When dealing with post-Chernobyl papillary thyroid carcinoma, one must consider the potential influence of patient age before attributing a specific genetic profile as a sole reflection of radiation exposure. The differential activation of RET over BRAF in young patients who developed papillary thyroid carcinoma following the Chernobyl nuclear accident is largely attributed to the propensity of radiation to induce double-strand breaks, but RET/PTC rearrangements are disproportionately high in childhood papillary thyroid carcinoma irrespective of any prior radiation exposure.6, 7, 8 Although the specific types of RET/PTC rearrangements may differ, RET activation is clearly the dominant mechanism of mitogen-activated protein kinase pathway activation in both sporadic and radiation-induced childhood papillary thyroid carcinomas.6, 26 Conversely, we found that mutational activation of BRAF plays a less consequential role in sporadic childhood papillary thyroid carcinoma. BRAF mutations were detected in 77% of papillary thyroid carcinomas from adult patients but in only 20% of papillary thyroid carcinomas from patients 18 years or younger. Although the prevalence of BRAF mutations rose dramatically by the 3rd and 4th decades, they continued to gradually increase with each successive decade of life.

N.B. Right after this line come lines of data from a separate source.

//! Vector Store query DTOs for `POST /api/query/similar`.

use serde::{Deserialize, Serialize};
use uuid::Uuid;

#[derive(Debug, Clone, Deserialize)]
pub struct SimilarQueryRequest {
    pub window_id: Uuid,
    #[serde(default = "default_limit")]
    pub limit: u32,
    #[serde(default)]
    pub filter: QueryFilter,
}

fn default_limit() -> u32 {
    10
}

/// Equality filter on payload fields: session_id and/or label.
#[derive(Debug, Clone, Default, Deserialize)]
pub struct QueryFilter {
    pub session_id: Option<Uuid>,
    pub label: Option<String>,
}

#[derive(Debug, Clone, Serialize)]
pub struct SimilarQueryResult {
    pub window_id: Uuid,
    pub session_id: Uuid,
    pub score: f32,
    pub start_time: String,
    pub label: Option<String>,
}

#[derive(Debug, Clone, Serialize)]
pub struct SimilarQueryResponse {
    pub results: Vec<SimilarQueryResult>,
}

The observation that the genetic profile of the most common form of thyroid cancer shifts as a function of age is neither unanticipated nor extraneous. Differences in the behavior of childhood and adult forms of papillary thyroid carcinoma have long been recognized. Compared to their adult counterparts, children with papillary thyroid carcinoma are more likely to develop metastatic spread to regional lymph nodes and to experience, paradoxically, a more favorable clinical outcome.4 Indeed, patient age is a prognostic indicator that is of over-riding importance for patients with papillary thyroid carcinoma. While children with papillary thyroid carcinoma have a life expectancy that parallels their peers without papillary thyroid carcinoma, adult forms of papillary thyroid carcinoma are more likely to be associated with fatal outcomes with the probability of cancer-related mortality increasing exponentially with each decade after the age of 40.1, 5 A better understanding of the genetic alterations underlying thyroid tumorigenesis may help explain these differences in clinical behavior. Whether BRAF mutations directly contribute to the more aggressive nature of adult papillary thyroid carcinoma remains to be established, but Namba et al12 have recently identified BRAF mutations as a marker of advanced tumor stage.

Resolving the patterns of aberrant signal activation along the mitogen-activated protein kinase pathway may also be helpful in individualizing treatment for specific groups of patients with papillary thyroid carcinoma. Targeting of tyrosine kinases is rapidly emerging as a novel strategy for treating various human cancers, and several molecule inhibitors that specifically inactivate individual receptor tyrosine kinases—including inhibitors of key constituents in the MAP kinase pathway—are progressing through clinical trials.27, 28 Our observations suggest that selection of optimal anticancer agents may benefit by taking into account patient age, and, if possible, genetic status of such genes as BRAF. Patients with papillary thyroid carcinoma may not respond in a uniform way to specific inhibitors of the mitogen-activated protein kinase pathway, particularly at the extremes of patient age.